According to reports, Seth was openly gay and was taunted by bullies for years, at school and at a local park.

He attended Jacobsen Middle School last year and for only two weeks this year, before being transferred to independent study — reportedly because he had been bullied relentlessly. But school officials at Tehachapi Union School District claim there have been no reports of bullying.

Part III. Return Of The New Friend

After spending the morning opening people’s eyes to my little nonprofit called Hope House, chowing down on BBQ nachos, and watching the trick dogs perform stunts at the Showcase of Dogs, I was in a great mood. Hope House was going to bring in a lot of money at this event, and I personally had enjoyed talking with so many fresh faces about the organization I love. I had dressed cute that day, and my hair looked good, and that pimple had gone away, and I had a new pair of shoes on that made my enormous feet look small. Hoorah!

And then….there he was. Phillip. Phillip Phillip Phillip. Now you’re probably expecting me to say that Phillip was overweight, disheveled, working as a gas station attendant, right? That’s how all of these stories always go. Nerd comes out on top, gets his revenge by being the best he can be. Bully gets fat, lives an unhappy, unsuccessful life, has too many wives and children he resents, and gets shamed in public through a series of slapstick mishaps. At the end, nerd laughs and it becomes a great story to share.

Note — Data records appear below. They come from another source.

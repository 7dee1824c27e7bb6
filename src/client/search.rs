//! The search ladder: escalating retries for channels nobody has answered.
//!
//! Each rung owns the channels waiting at one retry period. Rung `i` fires
//! every `2^i` round-trip estimates, capped at the maximum search period. A
//! sweep sends every waiting channel it can fit in its allowance of
//! datagrams; channels still unanswered when the rung next fires climb one
//! rung. Answered channels leave the ladder entirely.

use std::{
    collections::VecDeque,
    mem,
    time::{Duration, Instant},
};

use tracing::{debug, trace};

use super::channel::{ChannelId, ChannelTable, Membership};
use crate::messages::{
    AsBytes, CA_MINOR_PROTOCOL_REVISION, DatagramVersion, FrameHeader, Search, pad_string,
};

/// Floor of the round-trip estimate, and the period of the first rung
pub const MIN_ROUND_TRIP: Duration = Duration::from_millis(32);
pub const MAX_ROUND_TRIP: Duration = Duration::from_secs(30);
/// Period of the rung that beacon anomalies pull channels down to
const ANOMALY_SEARCH_PERIOD: Duration = Duration::from_secs(5);
const MAX_FRAMES_PER_TRY: f64 = 64.0;

/// Smoothed round-trip time, mean plus four mean deviations
#[derive(Debug, Clone)]
pub struct RoundTripEstimator {
    mean: f64,
    deviation: f64,
}

impl Default for RoundTripEstimator {
    fn default() -> Self {
        RoundTripEstimator {
            mean: MIN_ROUND_TRIP.as_secs_f64(),
            deviation: 0.0,
        }
    }
}

impl RoundTripEstimator {
    pub fn update(&mut self, measured: Duration) {
        let measured = measured.clamp(MIN_ROUND_TRIP, MAX_ROUND_TRIP).as_secs_f64();
        let error = measured - self.mean;
        self.mean += 0.125 * error;
        self.deviation += 0.25 * (error.abs() - self.deviation);
    }

    pub fn estimate(&self) -> Duration {
        Duration::from_secs_f64(self.mean + 4.0 * self.deviation)
    }
}

/// The search datagram currently being filled.
///
/// Every datagram opens with a version frame carrying its sequence number,
/// so that replies can be matched to the sweep that caused them.
#[derive(Debug)]
pub struct SearchDatagram {
    bytes: Vec<u8>,
    max_size: usize,
    sequence: u32,
    searches: usize,
}

impl SearchDatagram {
    pub fn new(max_size: usize) -> Self {
        let mut datagram = SearchDatagram {
            bytes: Vec::with_capacity(max_size),
            max_size,
            sequence: 0,
            searches: 0,
        };
        datagram.reset();
        datagram
    }

    fn reset(&mut self) {
        self.bytes = DatagramVersion {
            protocol_version: CA_MINOR_PROTOCOL_REVISION,
            sequence_number: Some(self.sequence),
        }
        .as_bytes();
        self.searches = 0;
    }

    /// Whether a search for `name` could ever fit in an empty datagram
    pub fn fits(max_size: usize, name: &str) -> bool {
        2 * FrameHeader::SIZE + pad_string(name).len() <= max_size
    }

    /// Add a search; false when the datagram has no room left for it
    pub fn push_search(&mut self, cid: u32, name: &str) -> bool {
        let message = Search {
            search_id: cid,
            channel_name: name.to_owned(),
            should_reply: false,
            protocol_version: CA_MINOR_PROTOCOL_REVISION,
        }
        .as_bytes();
        if self.bytes.len() + message.len() > self.max_size {
            return false;
        }
        self.bytes.extend_from_slice(&message);
        self.searches += 1;
        true
    }

    pub fn is_empty(&self) -> bool {
        self.searches == 0
    }

    /// Sequence number of the datagram being filled
    pub fn sequence_number(&self) -> u32 {
        self.sequence
    }

    /// Finish the datagram for sending, if it holds any searches
    pub fn take(&mut self) -> Option<Vec<u8>> {
        if self.is_empty() {
            return None;
        }
        let bytes = mem::take(&mut self.bytes);
        self.sequence = self.sequence.wrapping_add(1);
        self.reset();
        Some(bytes)
    }
}

#[derive(Debug)]
struct SearchRung {
    request_pending: VecDeque<ChannelId>,
    response_pending: Vec<ChannelId>,
    /// When the rung next fires; `None` while it is idle
    deadline: Option<Instant>,
    last_send: Option<Instant>,
    /// First and last datagram sequence numbers of the last sweep
    sweep_sequence: Option<(u32, u32)>,
    attempts: u32,
    responses: u32,
    frames_per_try: f64,
    congestion_threshold: f64,
}

impl SearchRung {
    fn new() -> Self {
        SearchRung {
            request_pending: VecDeque::new(),
            response_pending: Vec::new(),
            deadline: None,
            last_send: None,
            sweep_sequence: None,
            attempts: 0,
            responses: 0,
            frames_per_try: 1.0,
            congestion_threshold: f64::MAX,
        }
    }

    fn is_empty(&self) -> bool {
        self.request_pending.is_empty() && self.response_pending.is_empty()
    }

    /// Grow the datagram allowance after a clean sweep, collapse it otherwise
    fn adjust_window(&mut self) {
        if self.attempts == 0 {
            return;
        }
        if self.responses >= self.attempts {
            if self.frames_per_try < MAX_FRAMES_PER_TRY {
                if self.frames_per_try < self.congestion_threshold {
                    self.frames_per_try = (self.frames_per_try * 2.0).min(self.congestion_threshold);
                } else {
                    self.frames_per_try += 1.0 / self.frames_per_try;
                }
                self.frames_per_try = self.frames_per_try.min(MAX_FRAMES_PER_TRY);
            }
        } else {
            self.congestion_threshold = self.frames_per_try / 2.0;
            self.frames_per_try = 1.0;
        }
    }

    fn sequence_in_last_sweep(&self, sequence: u32) -> bool {
        match self.sweep_sequence {
            Some((begin, end)) => sequence.wrapping_sub(begin) <= end.wrapping_sub(begin),
            None => false,
        }
    }
}

/// All search rungs, and the round-trip estimate that paces them
#[derive(Debug)]
pub struct SearchLadder {
    rungs: Vec<SearchRung>,
    round_trip: RoundTripEstimator,
    anomaly_rung: usize,
    max_period: Duration,
}
//! CA DBR type tags.
//!
//! Values travel as opaque payloads through this crate; the engine only needs
//! to know whether a type tag is valid and how many bytes an element of it
//! occupies, so that requests can be checked before they reach the wire.
//!
//! There are seven basic value types, each available in five categories of
//! attached metadata (`DBR_<category>_<type>` with tag `category * 7 + type`),
//! plus four special tags from 35 to 38.

use std::fmt;

/// Highest valid type tag (`DBR_CLASS_NAME`)
pub const LAST_BUFFER_TYPE: u16 = 38;

/// Basic DBR Data types, independent of category
#[derive(Debug, Copy, Clone, PartialEq, Eq)]
pub enum DbrBasicType {
    String = 0,
    Int = 1,
    Float = 2,
    Enum = 3,
    Char = 4,
    Long = 5,
    Double = 6,
}

impl TryFrom<u16> for DbrBasicType {
    type Error = ();
    fn try_from(value: u16) -> Result<Self, Self::Error> {
        match value {
            0 => Ok(Self::String),
            1 => Ok(Self::Int),
            2 => Ok(Self::Float),
            3 => Ok(Self::Enum),
            4 => Ok(Self::Char),
            5 => Ok(Self::Long),
            6 => Ok(Self::Double),
            _ => Err(()),
        }
    }
}

impl DbrBasicType {
    /// Bytes occupied by one element of this type
    pub fn element_size(&self) -> usize {
        match self {
            Self::String => 40,
            Self::Int | Self::Enum => 2,
            Self::Float | Self::Long => 4,
            Self::Char => 1,
            Self::Double => 8,
        }
    }
}

/// Mapping of DBR categories, and the special single-purpose tags
#[derive(Debug, Copy, Clone, PartialEq, Eq)]
pub enum DbrCategory {
    Basic = 0,
    Status = 1,
    Time = 2,
    Graphics = 3,
    Control = 4,
    PutAckT = 35,
    PutAckS = 36,
    StsAckString = 37,
    ClassName = 38,
}

/// Represent and translate from ID every possible combination of `DBR_*_*`
#[derive(Debug, Copy, Clone, PartialEq, Eq)]
pub struct DbrType {
    pub basic_type: DbrBasicType,
    pub category: DbrCategory,
}

impl TryFrom<u16> for DbrType {
    type Error = ();
    fn try_from(value: u16) -> Result<Self, Self::Error> {
        let special = |basic_type, category| Ok(DbrType { basic_type, category });
        match value {
            0..35 => Ok(DbrType {
                basic_type: (value % 7).try_into()?,
                category: match value / 7 {
                    0 => DbrCategory::Basic,
                    1 => DbrCategory::Status,
                    2 => DbrCategory::Time,
                    3 => DbrCategory::Graphics,
                    _ => DbrCategory::Control,
                },
            }),
            35 => special(DbrBasicType::Int, DbrCategory::PutAckT),
            36 => special(DbrBasicType::Int, DbrCategory::PutAckS),
            37 => special(DbrBasicType::String, DbrCategory::StsAckString),
            38 => special(DbrBasicType::String, DbrCategory::ClassName),
            _ => Err(()),
        }
    }
}

impl From<DbrType> for u16 {
    fn from(value: DbrType) -> Self {
        match value.category {
            DbrCategory::PutAckT
            | DbrCategory::PutAckS
            | DbrCategory::StsAckString
            | DbrCategory::ClassName => value.category as u16,
            category => category as u16 * 7 + value.basic_type as u16,
        }
    }
}

impl DbrType {
    /// Bytes of metadata (including alignment padding) ahead of the values
    pub fn metadata_size(&self) -> usize {
        use DbrBasicType::*;
        match (self.category, self.basic_type) {
            (DbrCategory::Basic, _) => 0,
            (DbrCategory::Status, Char) => 5,
            (DbrCategory::Status, Double) => 8,
            (DbrCategory::Status, _) => 4,
            (DbrCategory::Time, Int | Enum) => 14,
            (DbrCategory::Time, Char) => 15,
            (DbrCategory::Time, Double) => 16,
            (DbrCategory::Time, _) => 12,
            (DbrCategory::Graphics, String) => 4,
            (DbrCategory::Graphics, Int) => 24,
            (DbrCategory::Graphics, Float) => 40,
            (DbrCategory::Graphics, Enum) => 420,
            (DbrCategory::Graphics, Char) => 19,
            (DbrCategory::Graphics, Long) => 36,
            (DbrCategory::Graphics, Double) => 64,
            (DbrCategory::Control, String) => 4,
            (DbrCategory::Control, Int) => 28,
            (DbrCategory::Control, Float) => 48,
            (DbrCategory::Control, Enum) => 420,
            (DbrCategory::Control, Char) => 21,
            (DbrCategory::Control, Long) => 44,
            (DbrCategory::Control, Double) => 80,
            (DbrCategory::StsAckString, _) => 8,
            (DbrCategory::PutAckT | DbrCategory::PutAckS | DbrCategory::ClassName, _) => 0,
        }
    }

    /// Size of a payload holding `count` elements of this type
    pub fn payload_size(&self, count: u32) -> usize {
        self.metadata_size() + self.basic_type.element_size() * count.max(1) as usize
    }

    /// Largest element count whose padded payload fits in `max_bytes`
    pub fn max_element_count(&self, max_bytes: usize) -> u32 {
        let available = (max_bytes & !7).saturating_sub(self.metadata_size());
        (available / self.basic_type.element_size()).min(u32::MAX as usize) as u32
    }
}

impl fmt::Display for DbrType {
    fn fmt(&self, f: &mut fmt::Formatter<'_>) -> fmt::Result {
        let basic = match self.basic_type {
            DbrBasicType::String => "STRING",
            DbrBasicType::Int => "SHORT",
            DbrBasicType::Float => "FLOAT",
            DbrBasicType::Enum => "ENUM",
            DbrBasicType::Char => "CHAR",
            DbrBasicType::Long => "LONG",
            DbrBasicType::Double => "DOUBLE",
        };
        match self.category {
            DbrCategory::Basic => write!(f, "DBR_{basic}"),
            DbrCategory::Status => write!(f, "DBR_STS_{basic}"),
            DbrCategory::Time => write!(f, "DBR_TIME_{basic}"),
            DbrCategory::Graphics => write!(f, "DBR_GR_{basic}"),
            DbrCategory::Control => write!(f, "DBR_CTRL_{basic}"),
            DbrCategory::PutAckT => f.write_str("DBR_PUT_ACKT"),
            DbrCategory::PutAckS => f.write_str("DBR_PUT_ACKS"),
            DbrCategory::StsAckString => f.write_str("DBR_STSACK_STRING"),
            DbrCategory::ClassName => f.write_str("DBR_CLASS_NAME"),
        }
    }
}
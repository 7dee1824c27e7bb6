//! Handling for everything that arrives: search datagrams and circuit frames.

use std::{
    net::{IpAddr, SocketAddr},
    time::Instant,
};

use tracing::{debug, debug_span, trace, warn};

use super::{
    beacon::CircuitSignal,
    channel::{ChannelId, CircuitList, IoKind, Membership},
    circuit::{CircuitId, DisconnectCause},
    engine::{Effects, EngineState},
    events::Notification,
    iiu::Iiu,
};
use crate::messages::{
    AccessRights, CA_UNKNOWN_MINOR_VERSION, Command, CreateChannelFailure,
    CreateChannelResponse, DatagramVersion, ECAError, ErrorCondition, EventAddResponse,
    MessageError, RawMessage, ReadNotifyResponse, RepeaterConfirm, RsrvIsUp, SearchResponse,
    ServerDisconnect, Version, WriteNotifyResponse, is_v41, is_v42, is_v44, is_v45, is_v48,
};
//! The operations every I/O unit offers, whichever transport it sits on.
//!
//! A channel is always hosted by exactly one unit: the search unit while it
//! is being looked for, or the circuit to the server that answered. Requests
//! go through [`IoUnit`] so that asking the wrong unit for something fails
//! loudly instead of silently doing nothing. Searches themselves leave with
//! the search ladder's sweeps, not through this interface.

use super::{
    ClientError,
    circuit::{CircuitId, VirtualCircuit},
    udp::SearchUnit,
};
use crate::messages::MonitorMask;

/// Which unit currently hosts a channel
#[derive(Debug, Clone, Copy, PartialEq, Eq)]
pub enum Iiu {
    SearchUnit,
    Circuit(CircuitId),
}

pub trait IoUnit {
    /// Who is on the other end, for diagnostics
    fn host_name(&self) -> String;

    fn create_channel_request(
        &mut self,
        cid: u32,
        sid: Option<u32>,
        name: &str,
    ) -> Result<(), ClientError>;

    fn clear_channel_request(&mut self, sid: u32, cid: u32) -> Result<(), ClientError>;

    fn read_request(
        &mut self,
        sid: u32,
        ioid: u32,
        data_type: u16,
        count: u32,
    ) -> Result<(), ClientError>;

    fn write_request(
        &mut self,
        sid: u32,
        cid: u32,
        data_type: u16,
        count: u32,
        data: &[u8],
    ) -> Result<(), ClientError>;

    fn write_notify_request(
        &mut self,
        sid: u32,
        ioid: u32,
        data_type: u16,
        count: u32,
        data: &[u8],
    ) -> Result<(), ClientError>;

    fn subscription_request(
        &mut self,
        sid: u32,
        ioid: u32,
        data_type: u16,
        count: u32,
        mask: MonitorMask,
    ) -> Result<(), ClientError>;

    fn subscription_cancel_request(
        &mut self,
        sid: u32,
        ioid: u32,
        data_type: u16,
        count: u32,
    ) -> Result<(), ClientError>;

    /// Make everything queued so far eligible for sending. Returns whether
    /// there is anything to send.
    fn flush_request(&mut self) -> bool;

    fn pending_bytes(&self) -> usize;
}

impl IoUnit for SearchUnit {
    fn host_name(&self) -> String {
        "<disconnected>".to_owned()
    }

    fn create_channel_request(&mut self, _: u32, _: Option<u32>, _: &str) -> Result<(), ClientError> {
        Err(ClientError::NotConnected)
    }
    fn clear_channel_request(&mut self, _: u32, _: u32) -> Result<(), ClientError> {
        Err(ClientError::NotConnected)
    }
    fn read_request(&mut self, _: u32, _: u32, _: u16, _: u32) -> Result<(), ClientError> {
        Err(ClientError::NotConnected)
    }
    fn write_request(&mut self, _: u32, _: u32, _: u16, _: u32, _: &[u8]) -> Result<(), ClientError> {
        Err(ClientError::NotConnected)
    }
    fn write_notify_request(
        &mut self,
        _: u32,
        _: u32,
        _: u16,
        _: u32,
        _: &[u8],
    ) -> Result<(), ClientError> {
        Err(ClientError::NotConnected)
    }
    fn subscription_request(
        &mut self,
        _: u32,
        _: u32,
        _: u16,
        _: u32,
        _: MonitorMask,
    ) -> Result<(), ClientError> {
        Err(ClientError::NotConnected)
    }
    fn subscription_cancel_request(&mut self, _: u32, _: u32, _: u16, _: u32) -> Result<(), ClientError> {
        Err(ClientError::NotConnected)
    }

    fn flush_request(&mut self) -> bool {
        false
    }

    fn pending_bytes(&self) -> usize {
        0
    }
}

impl VirtualCircuit {
    fn ready(&self) -> Result<(), ClientError> {
        if self.is_connected() {
            Ok(())
        } else {
            Err(ClientError::NotConnected)
        }
    }
}

impl IoUnit for VirtualCircuit {
    fn host_name(&self) -> String {
        self.address.to_string()
    }

    fn create_channel_request(
        &mut self,
        cid: u32,
        sid: Option<u32>,
        name: &str,
    ) -> Result<(), ClientError> {
        self.ready()?;
        Ok(VirtualCircuit::create_channel_request(self, cid, sid, name)?)
    }

    fn clear_channel_request(&mut self, sid: u32, cid: u32) -> Result<(), ClientError> {
        self.ready()?;
        Ok(VirtualCircuit::clear_channel_request(self, sid, cid)?)
    }

    fn read_request(
        &mut self,
        sid: u32,
        ioid: u32,
        data_type: u16,
        count: u32,
    ) -> Result<(), ClientError> {
        self.ready()?;
        Ok(self.read_notify_request(sid, ioid, data_type, count)?)
    }

    fn write_request(
        &mut self,
        sid: u32,
        cid: u32,
        data_type: u16,
        count: u32,
        data: &[u8],
    ) -> Result<(), ClientError> {
        self.ready()?;
        Ok(VirtualCircuit::write_request(self, sid, cid, data_type, count, data)?)
    }

    fn write_notify_request(
        &mut self,
        sid: u32,
        ioid: u32,
        data_type: u16,
        count: u32,
        data: &[u8],
    ) -> Result<(), ClientError> {
        self.ready()?;
        Ok(VirtualCircuit::write_notify_request(
            self, sid, ioid, data_type, count, data,
        )?)
    }

    fn subscription_request(
        &mut self,
        sid: u32,
        ioid: u32,
        data_type: u16,
        count: u32,
        mask: MonitorMask,
    ) -> Result<(), ClientError> {
        self.ready()?;
        Ok(VirtualCircuit::subscription_request(
            self, sid, ioid, data_type, count, mask,
        )?)
    }

    fn subscription_cancel_request(
        &mut self,
        sid: u32,
        ioid: u32,
        data_type: u16,
        count: u32,
    ) -> Result<(), ClientError> {
        self.ready()?;
        Ok(VirtualCircuit::subscription_cancel_request(
            self, sid, ioid, data_type, count,
        )?)
    }

    fn flush_request(&mut self) -> bool {
        self.labor_pending()
    }

    fn pending_bytes(&self) -> usize {
        VirtualCircuit::pending_bytes(self)
    }
}

#[cfg(test)]
mod tests {
    use std::time::Instant;

    use super::*;
    use crate::{
        client::EngineConfig,
        wire::{BufferPool, QueueError, WIRE_BUFFER_CAPACITY},
    };

    fn config() -> EngineConfig {
        EngineConfig {
            search_destinations: vec!["127.0.0.1:5064".parse().unwrap()],
            client_name: "tester".to_owned(),
            host_name: "testhost".to_owned(),
            ..Default::default()
        }
    }

    #[test]
    fn search_unit_carries_no_requests() {
        let mut unit = SearchUnit::new(&config(), None);
        let iiu: &mut dyn IoUnit = &mut unit;
        assert!(matches!(
            iiu.read_request(1, 2, 6, 1),
            Err(ClientError::NotConnected)
        ));
        assert!(matches!(
            iiu.create_channel_request(1, None, "PV"),
            Err(ClientError::NotConnected)
        ));
        assert!(matches!(
            iiu.write_request(1, 2, 6, 1, &[0; 8]),
            Err(ClientError::NotConnected)
        ));
        assert!(matches!(
            iiu.clear_channel_request(1, 2),
            Err(ClientError::NotConnected)
        ));
        assert!(!iiu.flush_request());
        assert_eq!(iiu.pending_bytes(), 0);
        assert_eq!(iiu.host_name(), "<disconnected>");
    }

    #[test]
    fn circuits_only_carry_requests_once_up() {
        let pool = BufferPool::new(WIRE_BUFFER_CAPACITY, None);
        let mut vc = VirtualCircuit::new("127.0.0.1:5064".parse().unwrap(), 0, 13, &pool, &config());
        let iiu: &mut dyn IoUnit = &mut vc;
        // Nothing may be queued before the socket is up
        assert!(matches!(
            iiu.read_request(1, 2, 6, 1),
            Err(ClientError::NotConnected)
        ));
        assert!(matches!(
            iiu.create_channel_request(1, None, "PV"),
            Err(ClientError::NotConnected)
        ));
        vc.connected(Instant::now(), "tester", "testhost").unwrap();
        let iiu: &mut dyn IoUnit = &mut vc;
        let before = iiu.pending_bytes();
        iiu.read_request(1, 2, 6, 1).unwrap();
        assert_eq!(iiu.pending_bytes(), before + 16);
        iiu.clear_channel_request(1, 2).unwrap();
        assert_eq!(iiu.pending_bytes(), before + 32);
        assert!(iiu.flush_request());
        assert_eq!(iiu.host_name(), "127.0.0.1:5064");
    }

    #[test]
    fn circuit_back_pressure_is_reported() {
        let pool = BufferPool::new(WIRE_BUFFER_CAPACITY, None);
        let config = EngineConfig {
            send_queue_budget: 100,
            ..config()
        };
        let mut vc = VirtualCircuit::new("127.0.0.1:5064".parse().unwrap(), 0, 13, &pool, &config);
        vc.connected(Instant::now(), "tester", "testhost").unwrap();
        let iiu: &mut dyn IoUnit = &mut vc;
        let mut result = Ok(());
        for ioid in 0..16 {
            result = iiu.read_request(1, ioid, 6, 1);
            if result.is_err() {
                break;
            }
        }
        assert!(matches!(
            result,
            Err(ClientError::Queue(QueueError::FlushRequired))
        ));
    }
}
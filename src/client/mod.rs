//! The Channel Access client engine.
//!
//! [`EngineState`] holds every channel, circuit and timer and is driven by
//! plain method calls. [`Context`] puts it behind a lock and delivers
//! [`Notification`]s, and [`Client`] runs a [`Context`] on tokio sockets.

use std::io;

use thiserror::Error;

use crate::{messages::MessageError, wire::QueueError};

mod beacon;
mod channel;
mod circuit;
mod config;
mod context;
mod dispatch;
mod engine;
mod events;
mod governor;
mod iiu;
mod repeater;
mod runtime;
mod search;
mod udp;

pub use beacon::{BeaconTable, BeaconVerdict, CircuitSignal};
pub use channel::{ChannelId, ChannelInfo, ChannelState, IoId};
pub use circuit::{CircuitId, CircuitState, DisconnectCause};
pub use config::EngineConfig;
pub use context::Context;
pub use engine::{Effects, EngineState, IoRequest, SendLabor};
pub use events::{EventHandler, Notification};
pub use iiu::{Iiu, IoUnit};
pub use runtime::{Client, ClientBuilder};
pub use search::{RoundTripEstimator, SearchLadder};

/// Highest channel priority a client may ask for
pub const MAX_PRIORITY: u8 = 99;

#[derive(Error, Debug)]
pub enum ClientError {
    #[error("{0}")]
    IO(#[from] io::Error),
    #[error("{0}")]
    Message(#[from] MessageError),
    #[error("{0}")]
    Queue(#[from] QueueError),
    #[error("The channel is not connected")]
    NotConnected,
    #[error("The channel does not exist or is already closed")]
    BadChannel,
    #[error("No such outstanding request")]
    BadIo,
    #[error("Invalid channel name")]
    BadName,
    #[error("Invalid data type {0}")]
    BadType(u16),
    #[error("Invalid element count")]
    BadCount,
    #[error("Invalid channel priority {0}")]
    BadPriority(u32),
    #[error("Read access denied")]
    NoReadAccess,
    #[error("Write access denied")]
    NoWriteAccess,
    #[error("Not supported by this server")]
    Unsupported,
    #[error("The Client is closing or has closed")]
    ClientClosed,
}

That’s not how this story goes. Unfortunately, I am not living “Romy and Michele’s High School Reunion” as much as I’d like to.

Phillip looked great. The slight pudge he had in high school was gone, and I could tell by the veins in his neck and arms that he was in perfect shape. He had cut off his wild high school mane of hair, and he was dressed in an outfit that seemed to have been plucked right off a mannequin at Banana Republic. He still had that confident swagger and those lips that at first seemed like a smile but at the right angle transformed into a devilish snarl.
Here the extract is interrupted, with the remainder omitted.